## Task details
Only one stretch of the data is wanted: the line containing "filename src/app/queries/bookings.rs", the line containing "use httpmock::prelude::*;", and every line between them, copied exactly.

Source records
--- START ---

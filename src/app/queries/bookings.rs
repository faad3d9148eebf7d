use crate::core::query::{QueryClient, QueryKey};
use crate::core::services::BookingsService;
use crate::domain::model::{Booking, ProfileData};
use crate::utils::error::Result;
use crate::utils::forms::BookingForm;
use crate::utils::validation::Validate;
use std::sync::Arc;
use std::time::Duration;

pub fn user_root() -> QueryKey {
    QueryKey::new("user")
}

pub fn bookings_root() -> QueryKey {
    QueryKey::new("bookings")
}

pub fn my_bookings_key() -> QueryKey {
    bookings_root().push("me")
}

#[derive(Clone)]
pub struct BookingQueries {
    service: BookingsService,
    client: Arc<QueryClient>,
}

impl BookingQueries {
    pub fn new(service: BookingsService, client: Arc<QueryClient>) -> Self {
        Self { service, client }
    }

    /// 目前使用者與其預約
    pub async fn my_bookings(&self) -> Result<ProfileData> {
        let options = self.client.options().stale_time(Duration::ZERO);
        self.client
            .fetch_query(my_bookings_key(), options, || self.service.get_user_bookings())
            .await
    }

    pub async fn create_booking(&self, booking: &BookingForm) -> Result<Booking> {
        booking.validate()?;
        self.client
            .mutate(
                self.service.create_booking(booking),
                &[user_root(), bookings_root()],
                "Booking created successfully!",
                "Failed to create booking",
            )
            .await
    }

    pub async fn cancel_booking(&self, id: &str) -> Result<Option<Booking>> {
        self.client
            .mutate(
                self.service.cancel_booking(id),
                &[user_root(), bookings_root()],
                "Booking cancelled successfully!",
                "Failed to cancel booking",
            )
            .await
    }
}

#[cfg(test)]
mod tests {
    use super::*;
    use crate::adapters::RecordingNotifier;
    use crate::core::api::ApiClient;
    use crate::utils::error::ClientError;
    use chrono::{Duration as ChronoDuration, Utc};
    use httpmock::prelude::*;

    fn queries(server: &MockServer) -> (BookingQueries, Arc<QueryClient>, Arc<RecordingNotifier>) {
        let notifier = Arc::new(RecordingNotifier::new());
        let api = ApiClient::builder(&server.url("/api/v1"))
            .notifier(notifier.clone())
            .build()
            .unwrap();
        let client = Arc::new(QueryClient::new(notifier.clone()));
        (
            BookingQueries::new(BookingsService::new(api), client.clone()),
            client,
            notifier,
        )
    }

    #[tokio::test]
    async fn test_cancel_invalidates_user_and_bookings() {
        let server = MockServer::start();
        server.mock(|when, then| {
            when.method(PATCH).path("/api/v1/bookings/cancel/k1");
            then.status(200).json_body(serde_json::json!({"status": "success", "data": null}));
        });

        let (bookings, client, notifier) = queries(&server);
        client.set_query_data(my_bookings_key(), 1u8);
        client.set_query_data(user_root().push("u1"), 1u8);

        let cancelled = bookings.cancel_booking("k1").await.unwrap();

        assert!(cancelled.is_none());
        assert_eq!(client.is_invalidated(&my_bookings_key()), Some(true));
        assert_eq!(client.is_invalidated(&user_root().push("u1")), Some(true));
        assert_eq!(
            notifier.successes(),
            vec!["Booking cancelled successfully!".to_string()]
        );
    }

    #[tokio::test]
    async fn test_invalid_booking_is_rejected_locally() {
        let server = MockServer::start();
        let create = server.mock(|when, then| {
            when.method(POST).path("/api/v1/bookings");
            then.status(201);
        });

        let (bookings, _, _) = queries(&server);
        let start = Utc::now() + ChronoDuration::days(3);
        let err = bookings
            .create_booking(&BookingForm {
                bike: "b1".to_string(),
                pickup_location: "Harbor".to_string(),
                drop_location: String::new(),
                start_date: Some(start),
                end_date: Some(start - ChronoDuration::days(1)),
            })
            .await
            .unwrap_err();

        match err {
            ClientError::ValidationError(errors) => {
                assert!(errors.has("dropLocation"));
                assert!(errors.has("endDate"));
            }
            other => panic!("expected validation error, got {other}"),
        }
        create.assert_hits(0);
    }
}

--- END ---
--- START ---

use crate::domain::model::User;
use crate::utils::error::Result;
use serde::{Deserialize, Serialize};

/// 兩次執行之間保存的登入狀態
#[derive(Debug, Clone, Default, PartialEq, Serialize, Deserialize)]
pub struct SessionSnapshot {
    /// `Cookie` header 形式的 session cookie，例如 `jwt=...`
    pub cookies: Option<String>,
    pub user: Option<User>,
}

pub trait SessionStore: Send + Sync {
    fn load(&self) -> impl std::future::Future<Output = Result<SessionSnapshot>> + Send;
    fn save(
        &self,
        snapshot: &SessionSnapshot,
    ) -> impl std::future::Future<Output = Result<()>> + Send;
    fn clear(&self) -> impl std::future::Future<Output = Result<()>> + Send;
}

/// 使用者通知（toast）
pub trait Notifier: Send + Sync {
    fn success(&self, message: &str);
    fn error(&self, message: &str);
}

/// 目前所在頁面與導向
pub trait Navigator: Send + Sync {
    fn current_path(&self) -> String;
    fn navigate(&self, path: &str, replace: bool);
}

--- END ---
--- START ---

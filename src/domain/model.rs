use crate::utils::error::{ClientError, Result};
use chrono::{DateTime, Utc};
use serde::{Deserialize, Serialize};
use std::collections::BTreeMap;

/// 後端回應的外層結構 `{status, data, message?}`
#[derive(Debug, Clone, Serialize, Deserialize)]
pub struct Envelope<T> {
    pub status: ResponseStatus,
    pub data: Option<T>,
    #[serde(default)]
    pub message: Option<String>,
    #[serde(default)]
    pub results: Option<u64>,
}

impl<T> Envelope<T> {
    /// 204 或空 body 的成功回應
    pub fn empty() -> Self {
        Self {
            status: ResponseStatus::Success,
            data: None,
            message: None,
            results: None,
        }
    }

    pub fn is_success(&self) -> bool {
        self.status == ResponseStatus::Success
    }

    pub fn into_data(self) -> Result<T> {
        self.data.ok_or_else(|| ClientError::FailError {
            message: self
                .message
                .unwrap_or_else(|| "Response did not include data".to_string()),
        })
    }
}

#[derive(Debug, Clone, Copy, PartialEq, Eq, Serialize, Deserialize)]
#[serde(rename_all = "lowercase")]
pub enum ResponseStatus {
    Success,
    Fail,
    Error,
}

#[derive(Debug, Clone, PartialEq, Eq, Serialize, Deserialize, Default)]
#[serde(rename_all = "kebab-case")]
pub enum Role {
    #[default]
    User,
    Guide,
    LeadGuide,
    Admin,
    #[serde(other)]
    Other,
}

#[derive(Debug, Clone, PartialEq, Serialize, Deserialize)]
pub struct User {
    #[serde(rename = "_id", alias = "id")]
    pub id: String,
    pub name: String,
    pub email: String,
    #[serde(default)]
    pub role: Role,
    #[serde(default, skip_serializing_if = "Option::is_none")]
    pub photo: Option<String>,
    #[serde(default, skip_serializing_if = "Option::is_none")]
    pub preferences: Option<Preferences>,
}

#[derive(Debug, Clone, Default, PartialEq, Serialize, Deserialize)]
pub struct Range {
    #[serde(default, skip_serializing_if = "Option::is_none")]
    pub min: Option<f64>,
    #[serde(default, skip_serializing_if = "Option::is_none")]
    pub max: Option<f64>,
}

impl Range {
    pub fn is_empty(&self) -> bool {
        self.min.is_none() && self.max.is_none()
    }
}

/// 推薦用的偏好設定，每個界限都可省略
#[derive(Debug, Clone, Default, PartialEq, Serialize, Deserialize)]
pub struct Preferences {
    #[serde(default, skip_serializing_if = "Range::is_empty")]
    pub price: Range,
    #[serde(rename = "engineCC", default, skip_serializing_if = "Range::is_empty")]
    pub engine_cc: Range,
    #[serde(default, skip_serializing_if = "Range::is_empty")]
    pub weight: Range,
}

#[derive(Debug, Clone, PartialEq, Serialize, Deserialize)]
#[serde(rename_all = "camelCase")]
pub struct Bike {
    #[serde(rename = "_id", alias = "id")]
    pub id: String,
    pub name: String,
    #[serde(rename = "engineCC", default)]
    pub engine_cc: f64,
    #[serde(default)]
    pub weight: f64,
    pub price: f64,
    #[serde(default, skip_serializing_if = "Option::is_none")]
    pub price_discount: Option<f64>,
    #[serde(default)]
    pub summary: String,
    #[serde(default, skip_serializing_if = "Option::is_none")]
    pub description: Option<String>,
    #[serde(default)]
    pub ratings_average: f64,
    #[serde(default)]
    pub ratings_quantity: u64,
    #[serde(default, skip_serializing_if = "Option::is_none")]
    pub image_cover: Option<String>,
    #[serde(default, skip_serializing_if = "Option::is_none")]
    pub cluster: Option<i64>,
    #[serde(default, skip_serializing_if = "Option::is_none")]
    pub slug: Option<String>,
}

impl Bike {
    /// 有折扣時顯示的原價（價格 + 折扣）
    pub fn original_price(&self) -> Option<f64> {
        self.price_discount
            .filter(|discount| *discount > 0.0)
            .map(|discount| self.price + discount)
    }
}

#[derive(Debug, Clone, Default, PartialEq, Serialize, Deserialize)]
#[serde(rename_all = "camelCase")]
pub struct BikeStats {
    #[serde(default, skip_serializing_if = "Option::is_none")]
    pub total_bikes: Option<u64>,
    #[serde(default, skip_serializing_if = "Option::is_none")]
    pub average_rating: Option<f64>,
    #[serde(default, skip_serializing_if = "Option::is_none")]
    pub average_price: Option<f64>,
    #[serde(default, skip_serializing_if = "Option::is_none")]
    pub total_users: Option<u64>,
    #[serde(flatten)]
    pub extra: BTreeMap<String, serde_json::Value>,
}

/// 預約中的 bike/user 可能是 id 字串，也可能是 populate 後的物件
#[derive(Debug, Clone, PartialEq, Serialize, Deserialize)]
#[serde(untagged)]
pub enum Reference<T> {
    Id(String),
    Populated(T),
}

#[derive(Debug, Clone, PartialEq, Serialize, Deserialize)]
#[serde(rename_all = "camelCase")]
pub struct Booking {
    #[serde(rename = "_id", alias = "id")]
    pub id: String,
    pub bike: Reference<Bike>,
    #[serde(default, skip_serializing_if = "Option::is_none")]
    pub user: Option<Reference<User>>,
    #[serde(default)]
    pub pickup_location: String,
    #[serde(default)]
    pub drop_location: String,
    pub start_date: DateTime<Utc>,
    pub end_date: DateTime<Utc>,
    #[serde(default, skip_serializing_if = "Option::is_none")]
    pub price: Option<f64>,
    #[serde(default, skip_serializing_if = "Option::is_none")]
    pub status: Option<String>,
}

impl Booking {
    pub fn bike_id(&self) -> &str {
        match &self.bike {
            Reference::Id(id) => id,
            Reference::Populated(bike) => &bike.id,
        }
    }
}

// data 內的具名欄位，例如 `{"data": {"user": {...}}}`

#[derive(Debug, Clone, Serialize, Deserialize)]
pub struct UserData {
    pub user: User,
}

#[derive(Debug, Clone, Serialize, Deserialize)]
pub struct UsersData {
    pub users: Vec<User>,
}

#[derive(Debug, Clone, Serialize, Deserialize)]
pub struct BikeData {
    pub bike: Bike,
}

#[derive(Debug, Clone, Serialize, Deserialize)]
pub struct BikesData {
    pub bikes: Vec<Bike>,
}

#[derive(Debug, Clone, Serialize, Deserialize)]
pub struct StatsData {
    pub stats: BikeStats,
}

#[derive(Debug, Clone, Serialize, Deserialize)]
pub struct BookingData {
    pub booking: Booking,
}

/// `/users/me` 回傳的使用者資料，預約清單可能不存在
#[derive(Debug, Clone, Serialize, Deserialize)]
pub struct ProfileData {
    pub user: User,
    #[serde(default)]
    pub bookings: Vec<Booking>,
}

--- END ---

## Result
filename src/app/queries/bookings.rs
repository faad3d9148eebf7d
use crate::core::query::{QueryClient, QueryKey};
use crate::core::services::BookingsService;
use crate::domain::model::{Booking, ProfileData};
use crate::utils::error::Result;
use crate::utils::forms::BookingForm;
use crate::utils::validation::Validate;
use std::sync::Arc;
use std::time::Duration;

pub fn user_root() -> QueryKey {
    QueryKey::new("user")
}

pub fn bookings_root() -> QueryKey {
    QueryKey::new("bookings")
}

pub fn my_bookings_key() -> QueryKey {
    bookings_root().push("me")
}

#[derive(Clone)]
pub struct BookingQueries {
    service: BookingsService,
    client: Arc<QueryClient>,
}

impl BookingQueries {
    pub fn new(service: BookingsService, client: Arc<QueryClient>) -> Self {
        Self { service, client }
    }

    /// 目前使用者與其預約
    pub async fn my_bookings(&self) -> Result<ProfileData> {
        let options = self.client.options().stale_time(Duration::ZERO);
        self.client
            .fetch_query(my_bookings_key(), options, || self.service.get_user_bookings())
            .await
    }

    pub async fn create_booking(&self, booking: &BookingForm) -> Result<Booking> {
        booking.validate()?;
        self.client
            .mutate(
                self.service.create_booking(booking),
                &[user_root(), bookings_root()],
                "Booking created successfully!",
                "Failed to create booking",
            )
            .await
    }

    pub async fn cancel_booking(&self, id: &str) -> Result<Option<Booking>> {
        self.client
            .mutate(
                self.service.cancel_booking(id),
                &[user_root(), bookings_root()],
                "Booking cancelled successfully!",
                "Failed to cancel booking",
            )
            .await
    }
}

#[cfg(test)]
mod tests {
    use super::*;
    use crate::adapters::RecordingNotifier;
    use crate::core::api::ApiClient;
    use crate::utils::error::ClientError;
    use chrono::{Duration as ChronoDuration, Utc};
    use httpmock::prelude::*;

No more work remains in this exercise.